ASSIGNED TASK - Below are some lines of data. Return all of them as they are.

EXERCISE MATERIALS -
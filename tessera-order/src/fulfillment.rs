use async_trait::async_trait;
use std::collections::HashMap;
use tokio::sync::RwLock;
use uuid::Uuid;

use tessera_core::models::OrderLine;
use tessera_core::repository::{Notifier, TicketIssuer};
use tessera_core::CoreResult;

/// One admission. Scanned at the door by barcode.
#[derive(Debug, Clone, serde::Serialize)]
#[serde(rename_all = "camelCase")]
pub struct Ticket {
    pub id: Uuid,
    pub order_id: Uuid,
    pub ticket_type_id: Uuid,
    pub barcode: String,
    pub is_scanned: bool,
    pub issued_at: chrono::DateTime<chrono::Utc>,
}

/// Issues one ticket per admitted unit on an order line.
pub struct TicketIssuerService {
    tickets: RwLock<HashMap<Uuid, Ticket>>,
}

impl TicketIssuerService {
    pub fn new() -> Self {
        Self {
            tickets: RwLock::new(HashMap::new()),
        }
    }

    pub async fn get_ticket(&self, ticket_id: Uuid) -> Option<Ticket> {
        self.tickets.read().await.get(&ticket_id).cloned()
    }

    pub async fn tickets_for_order(&self, order_id: Uuid) -> Vec<Ticket> {
        self.tickets
            .read()
            .await
            .values()
            .filter(|t| t.order_id == order_id)
            .cloned()
            .collect()
    }

    pub async fn find_by_barcode(&self, barcode: &str) -> Option<Ticket> {
        self.tickets.read().await.values().find(|t| t.barcode == barcode).cloned()
    }

    /// Mark a ticket as used. Returns false if unknown or already scanned.
    pub async fn scan(&self, barcode: &str) -> bool {
        let mut tickets = self.tickets.write().await;
        match tickets.values_mut().find(|t| t.barcode == barcode) {
            Some(ticket) if !ticket.is_scanned => {
                ticket.is_scanned = true;
                true
            }
            _ => false,
        }
    }

    // Format: TSR-{timestamp}-{short_id}
    fn barcode(ticket_id: &Uuid) -> String {
        let timestamp = chrono::Utc::now().timestamp();
        let short_id = &ticket_id.simple().to_string()[..8];
        format!("TSR-{}-{}", timestamp, short_id.to_uppercase())
    }
}

impl Default for TicketIssuerService {
    fn default() -> Self {
        Self::new()
    }
}

#[async_trait]
impl TicketIssuer for TicketIssuerService {
    async fn generate_tickets(&self, order_id: Uuid, items: &[OrderLine]) -> CoreResult<Vec<Uuid>> {
        let issued_at = chrono::Utc::now();
        let mut tickets = self.tickets.write().await;
        let mut ids = Vec::new();
        for line in items {
            for _ in 0..line.quantity {
                let id = Uuid::new_v4();
                tickets.insert(
                    id,
                    Ticket {
                        id,
                        order_id,
                        ticket_type_id: line.ticket_type_id,
                        barcode: Self::barcode(&id),
                        is_scanned: false,
                        issued_at,
                    },
                );
                ids.push(id);
            }
        }
        tracing::info!(order_id = %order_id, tickets = ids.len(), "Tickets issued");
        Ok(ids)
    }
}

/// Logs confirmations instead of sending them. Stands in for a mail service.
#[derive(Default)]
pub struct LogNotifier;

#[async_trait]
impl Notifier for LogNotifier {
    async fn send_order_confirmation(&self, email: &str, order_id: Uuid, ticket_ids: &[Uuid]) -> CoreResult<()> {
        let domain = email.rsplit_once('@').map(|(_, d)| d).unwrap_or("unknown");
        tracing::info!(order_id = %order_id, tickets = ticket_ids.len(), recipient_domain = domain, "Order confirmation sent");
        Ok(())
    }
}

#[cfg(test)]
mod tests {
    use super::*;

    fn line(quantity: i32) -> OrderLine {
        OrderLine {
            ticket_type_id: Uuid::new_v4(),
            reservation_id: Uuid::new_v4(),
            name: "Mezzanine".to_string(),
            quantity,
            unit_price: 3000,
        }
    }

    #[tokio::test]
    async fn test_one_ticket_per_unit() {
        let issuer = TicketIssuerService::new();
        let order_id = Uuid::new_v4();

        let ids = issuer.generate_tickets(order_id, &[line(2), line(1)]).await.unwrap();

        assert_eq!(ids.len(), 3);
        let ticket = issuer.get_ticket(ids[0]).await.unwrap();
        assert!(ticket.barcode.starts_with("TSR-"));
        assert_eq!(issuer.tickets_for_order(order_id).await.len(), 3);
    }

    #[tokio::test]
    async fn test_barcode_scans_once() {
        let issuer = TicketIssuerService::new();
        let ids = issuer.generate_tickets(Uuid::new_v4(), &[line(1)]).await.unwrap();
        let barcode = issuer.get_ticket(ids[0]).await.unwrap().barcode;

        assert!(issuer.scan(&barcode).await);
        assert!(!issuer.scan(&barcode).await);
        assert!(!issuer.scan("TSR-0-NOPE").await);
    }
}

EXERCISE RESPONSE -
filename tessera-order/src/fulfillment.rs
use async_trait::async_trait;
use std::collections::HashMap;
use tokio::sync::RwLock;
use uuid::Uuid;

use tessera_core::models::OrderLine;
use tessera_core::repository::{Notifier, TicketIssuer};
use tessera_core::CoreResult;

/// One admission. Scanned at the door by barcode.
#[derive(Debug, Clone, serde::Serialize)]
#[serde(rename_all = "camelCase")]
pub struct Ticket {
    pub id: Uuid,
    pub order_id: Uuid,
    pub ticket_type_id: Uuid,
    pub barcode: String,
    pub is_scanned: bool,
    pub issued_at: chrono::DateTime<chrono::Utc>,
}

/// Issues one ticket per admitted unit on an order line.
pub struct TicketIssuerService {
    tickets: RwLock<HashMap<Uuid, Ticket>>,
}

impl TicketIssuerService {
    pub fn new() -> Self {
        Self {
            tickets: RwLock::new(HashMap::new()),
        }
    }

    pub async fn get_ticket(&self, ticket_id: Uuid) -> Option<Ticket> {
        self.tickets.read().await.get(&ticket_id).cloned()
    }

    pub async fn tickets_for_order(&self, order_id: Uuid) -> Vec<Ticket> {
        self.tickets
            .read()
            .await
            .values()
            .filter(|t| t.order_id == order_id)
            .cloned()
            .collect()
    }

    pub async fn find_by_barcode(&self, barcode: &str) -> Option<Ticket> {
        self.tickets.read().await.values().find(|t| t.barcode == barcode).cloned()
    }

    /// Mark a ticket as used. Returns false if unknown or already scanned.
    pub async fn scan(&self, barcode: &str) -> bool {
        let mut tickets = self.tickets.write().await;
        match tickets.values_mut().find(|t| t.barcode == barcode) {
            Some(ticket) if !ticket.is_scanned => {
                ticket.is_scanned = true;
                true
            }
            _ => false,
        }
    }

    // Format: TSR-{timestamp}-{short_id}
    fn barcode(ticket_id: &Uuid) -> String {
        let timestamp = chrono::Utc::now().timestamp();
        let short_id = &ticket_id.simple().to_string()[..8];
        format!("TSR-{}-{}", timestamp, short_id.to_uppercase())
    }
}

impl Default for TicketIssuerService {
    fn default() -> Self {
        Self::new()
    }
}

#[async_trait]
impl TicketIssuer for TicketIssuerService {
    async fn generate_tickets(&self, order_id: Uuid, items: &[OrderLine]) -> CoreResult<Vec<Uuid>> {
        let issued_at = chrono::Utc::now();
        let mut tickets = self.tickets.write().await;
        let mut ids = Vec::new();
        for line in items {
            for _ in 0..line.quantity {
                let id = Uuid::new_v4();
                tickets.insert(
                    id,
                    Ticket {
                        id,
                        order_id,
                        ticket_type_id: line.ticket_type_id,
                        barcode: Self::barcode(&id),
                        is_scanned: false,
                        issued_at,
                    },
                );
                ids.push(id);
            }
        }
        tracing::info!(order_id = %order_id, tickets = ids.len(), "Tickets issued");
        Ok(ids)
    }
}

/// Logs confirmations instead of sending them. Stands in for a mail service.
#[derive(Default)]
pub struct LogNotifier;

#[async_trait]
impl Notifier for LogNotifier {
    async fn send_order_confirmation(&self, email: &str, order_id: Uuid, ticket_ids: &[Uuid]) -> CoreResult<()> {
        let domain = email.rsplit_once('@').map(|(_, d)| d).unwrap_or("unknown");
        tracing::info!(order_id = %order_id, tickets = ticket_ids.len(), recipient_domain = domain, "Order confirmation sent");
        Ok(())
    }
}

#[cfg(test)]
mod tests {
    use super::*;

    fn line(quantity: i32) -> OrderLine {
        OrderLine {
            ticket_type_id: Uuid::new_v4(),
            reservation_id: Uuid::new_v4(),
            name: "Mezzanine".to_string(),
            quantity,
            unit_price: 3000,
        }
    }

    #[tokio::test]
    async fn test_one_ticket_per_unit() {
        let issuer = TicketIssuerService::new();
        let order_id = Uuid::new_v4();

        let ids = issuer.generate_tickets(order_id, &[line(2), line(1)]).await.unwrap();

        assert_eq!(ids.len(), 3);
        let ticket = issuer.get_ticket(ids[0]).await.unwrap();
        assert!(ticket.barcode.starts_with("TSR-"));
        assert_eq!(issuer.tickets_for_order(order_id).await.len(), 3);
    }

    #[tokio::test]
    async fn test_barcode_scans_once() {
        let issuer = TicketIssuerService::new();
        let ids = issuer.generate_tickets(Uuid::new_v4(), &[line(1)]).await.unwrap();
        let barcode = issuer.get_ticket(ids[0]).await.unwrap().barcode;

        assert!(issuer.scan(&barcode).await);
        assert!(!issuer.scan(&barcode).await);
        assert!(!issuer.scan("TSR-0-NOPE").await);
    }
}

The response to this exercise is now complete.